Stored data

=======

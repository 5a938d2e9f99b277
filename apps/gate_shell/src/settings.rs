use std::{collections::HashMap, fs, path::Path};

use anyhow::{bail, Context};

pub const SETTINGS_FILE: &str = "gate_shell.toml";

#[derive(Debug, Clone, PartialEq, Eq)]
pub struct Settings {
    pub database_url: String,
    pub log_filter: String,
    pub json_snapshots: bool,
}

impl Default for Settings {
    fn default() -> Self {
        Self {
            database_url: "sqlite://./data/gate_flags.sqlite3".into(),
            log_filter: "info".into(),
            json_snapshots: false,
        }
    }
}

pub fn load_settings() -> anyhow::Result<Settings> {
    let mut settings = Settings::default();
    apply_file(&mut settings, Path::new(SETTINGS_FILE))?;
    apply_env(&mut settings, |key| std::env::var(key).ok());
    Ok(settings)
}

/// Missing files are fine; an unreadable or malformed one is not.
pub fn apply_file(settings: &mut Settings, path: &Path) -> anyhow::Result<()> {
    let raw = match fs::read_to_string(path) {
        Ok(raw) => raw,
        Err(error) if error.kind() == std::io::ErrorKind::NotFound => return Ok(()),
        Err(error) => {
            return Err(error).with_context(|| format!("failed to read '{}'", path.display()))
        }
    };
    let file_cfg = toml::from_str::<HashMap<String, String>>(&raw)
        .with_context(|| format!("'{}' must be a flat table of strings", path.display()))?;

    if let Some(v) = file_cfg.get("database_url") {
        settings.database_url = v.clone();
    }
    if let Some(v) = file_cfg.get("log_filter") {
        settings.log_filter = v.clone();
    }
    if let Some(v) = file_cfg.get("json_snapshots") {
        settings.json_snapshots = parse_flag(v)
            .with_context(|| format!("invalid json_snapshots in '{}'", path.display()))?;
    }
    Ok(())
}

pub fn apply_env(settings: &mut Settings, lookup: impl Fn(&str) -> Option<String>) {
    if let Some(v) = lookup("GATE_SHELL_DATABASE_URL") {
        settings.database_url = v;
    }
    if let Some(v) = lookup("APP__DATABASE_URL") {
        settings.database_url = v;
    }
    if let Some(v) = lookup("APP__LOG_FILTER") {
        settings.log_filter = v;
    }
    if let Some(v) = lookup("APP__JSON_SNAPSHOTS") {
        if let Ok(parsed) = parse_flag(&v) {
            settings.json_snapshots = parsed;
        }
    }
}

fn parse_flag(raw: &str) -> anyhow::Result<bool> {
    match raw.trim().to_ascii_lowercase().as_str() {
        "1" | "true" | "yes" | "on" => Ok(true),
        "0" | "false" | "no" | "off" => Ok(false),
        other => bail!("expected a boolean, got '{other}'"),
    }
}

pub fn prepare_database_url(raw_database_url: &str) -> String {
    storage::normalize_database_url(raw_database_url)
        .unwrap_or_else(|| Settings::default().database_url)
}

#[cfg(test)]
#[path = "tests/settings_tests.rs"]
mod tests;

=======

▶ [Work to complete]: All of the data, start to finish: please output it exactly.

▶ [Output]:
repository 5a938d2e9f99b277
filename apps/gate_shell/src/settings.rs
use std::{collections::HashMap, fs, path::Path};

use anyhow::{bail, Context};

pub const SETTINGS_FILE: &str = "gate_shell.toml";

#[derive(Debug, Clone, PartialEq, Eq)]
pub struct Settings {
    pub database_url: String,
    pub log_filter: String,
    pub json_snapshots: bool,
}

impl Default for Settings {
    fn default() -> Self {
        Self {
            database_url: "sqlite://./data/gate_flags.sqlite3".into(),
            log_filter: "info".into(),
            json_snapshots: false,
        }
    }
}

pub fn load_settings() -> anyhow::Result<Settings> {
    let mut settings = Settings::default();
    apply_file(&mut settings, Path::new(SETTINGS_FILE))?;
    apply_env(&mut settings, |key| std::env::var(key).ok());
    Ok(settings)
}

/// Missing files are fine; an unreadable or malformed one is not.
pub fn apply_file(settings: &mut Settings, path: &Path) -> anyhow::Result<()> {
    let raw = match fs::read_to_string(path) {
        Ok(raw) => raw,
        Err(error) if error.kind() == std::io::ErrorKind::NotFound => return Ok(()),
        Err(error) => {
            return Err(error).with_context(|| format!("failed to read '{}'", path.display()))
        }
    };
    let file_cfg = toml::from_str::<HashMap<String, String>>(&raw)
        .with_context(|| format!("'{}' must be a flat table of strings", path.display()))?;

    if let Some(v) = file_cfg.get("database_url") {
        settings.database_url = v.clone();
    }
    if let Some(v) = file_cfg.get("log_filter") {
        settings.log_filter = v.clone();
    }
    if let Some(v) = file_cfg.get("json_snapshots") {
        settings.json_snapshots = parse_flag(v)
            .with_context(|| format!("invalid json_snapshots in '{}'", path.display()))?;
    }
    Ok(())
}

pub fn apply_env(settings: &mut Settings, lookup: impl Fn(&str) -> Option<String>) {
    if let Some(v) = lookup("GATE_SHELL_DATABASE_URL") {
        settings.database_url = v;
    }
    if let Some(v) = lookup("APP__DATABASE_URL") {
        settings.database_url = v;
    }
    if let Some(v) = lookup("APP__LOG_FILTER") {
        settings.log_filter = v;
    }
    if let Some(v) = lookup("APP__JSON_SNAPSHOTS") {
        if let Ok(parsed) = parse_flag(&v) {
            settings.json_snapshots = parsed;
        }
    }
}

fn parse_flag(raw: &str) -> anyhow::Result<bool> {
    match raw.trim().to_ascii_lowercase().as_str() {
        "1" | "true" | "yes" | "on" => Ok(true),
        "0" | "false" | "no" | "off" => Ok(false),
        other => bail!("expected a boolean, got '{other}'"),
    }
}

pub fn prepare_database_url(raw_database_url: &str) -> String {
    storage::normalize_database_url(raw_database_url)
        .unwrap_or_else(|| Settings::default().database_url)
}

#[cfg(test)]
#[path = "tests/settings_tests.rs"]
mod tests;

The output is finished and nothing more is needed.